The analysis of genetic and clinicopathologic characteristics in patients with follicular thyroid neoplasm
10.3760/cma.j.issn.0253-3766.2019.08.007
- VernacularTitle: 甲状腺滤泡性肿瘤基因突变及其临床病理特征分析
- Author:
Jing ZHANG
1
;
Yan LI
;
Ning LYU
;
Jianming YING
Author Information
1. Department of Pathology, National Cancer Center/National Clinical Research Center for Cancer/Cancer Hospital, Chinese Academy of Medical Sciences and Peking Union Medical College, Beijing 100021, China
- Publication Type:Clinical Trail
- Keywords:
Follicular variant papillary thyroid carcinoma;
Follicular thyroid adenoma;
Follicular thyroid carcinoma;
Gene mutation;
Next-generation sequencing
- From:
Chinese Journal of Oncology
2019;41(8):594-598
- CountryChina
- Language:Chinese
-
Abstract:
Objective:To explore the molecular characteristics of follicular variant papillary thyroid carcinoma (FVPTC), follicular thyroid adenoma (FTA) and follicular thyroid carcinoma (FTC), and investigate their role in tumorigenesis, differential diagnosis and prognosis evaluation in patients with follicular thyroid neoplasm.
Methods:We retrospectively analyzed 50 surgical resection samples of follicular thyroid neoplasm. DNA was obtained from formalin-fixed, paraffin-embedded tissue, and subjected to next-generation sequencing (NGS) to analyze 50 hotspots for mutation in genes.

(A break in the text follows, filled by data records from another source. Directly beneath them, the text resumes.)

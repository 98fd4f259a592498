use axum::extract::FromRequestParts;
use axum::http::HeaderMap;
use axum::http::request::Parts;
use uuid::Uuid;

pub const REQUEST_ID_HEADER: &str = "x-request-id";

/// Request ID from the `x-request-id` header.
///
/// If the header is missing or not a UUID, a fresh v4 id is generated.
#[derive(Debug, Clone, Copy)]
pub struct RequestId(pub Uuid);

impl<S> FromRequestParts<S> for RequestId
where
    S: Send + Sync,
{
    type Rejection = std::convert::Infallible;

    async fn from_request_parts(
        parts: &mut Parts,
        _: &S,
    ) -> Result<Self, Self::Rejection> {
        Ok(Self(request_id_from_headers(&parts.headers)))
    }
}

pub fn request_id_from_headers(headers: &HeaderMap) -> Uuid {
    headers
        .get(REQUEST_ID_HEADER)
        .and_then(|header| header.to_str().ok())
        .and_then(|header_str| Uuid::parse_str(header_str).ok())
        .unwrap_or_else(Uuid::new_v4)
}

impl std::ops::Deref for RequestId {
    type Target = Uuid;

    fn deref(&self) -> &Self::Target {
        &self.0
    }
}

impl std::fmt::Display for RequestId {
    fn fmt(&self, f: &mut std::fmt::Formatter<'_>) -> std::fmt::Result {
        write!(f, "{}", self.0)
    }
}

Results:47 samples passed quality control, including 29 FVPTCs, 8 FTAs and 10 FTCs. 75.9% of FVPTCs harbored mutated genes: BRAF V600E (31.0%, 9/29) was the most frequent, followed by TP53 (27.6%, 8/29), and N/KRAS (20.7%, 6/29). In contrast, 37.5% (3/8) FTAs carried NRAS Q61R mutation with 12.5% (1/8) FTA carrying mutated BRAF G466E. 20% (2/10) FTCs harbored NRAS Q61R mutation, and 20% (2/10) FTCs with TP53 mutations. BRAF V600E gene mutation only appeared in FVPTC, and was associated with age of onset and lymph node metastasis. There was no significant correlation between N/KRAS mutations and clinical pathologic features. Patients with lymph node metastasis group seems to have more TP53 mutation.
Conclusions:BRAF V600E gene mutation can be used to identity FVPTC from FTA/FTC. N/KRAS mutations cannot be used as the exclusive indicator of benign and malignant in thyroid follicular tumor. TP53 mutations play an important role in the process of follicular thyroid neoplasm, indicating more aggressive behavior and poor prognosis.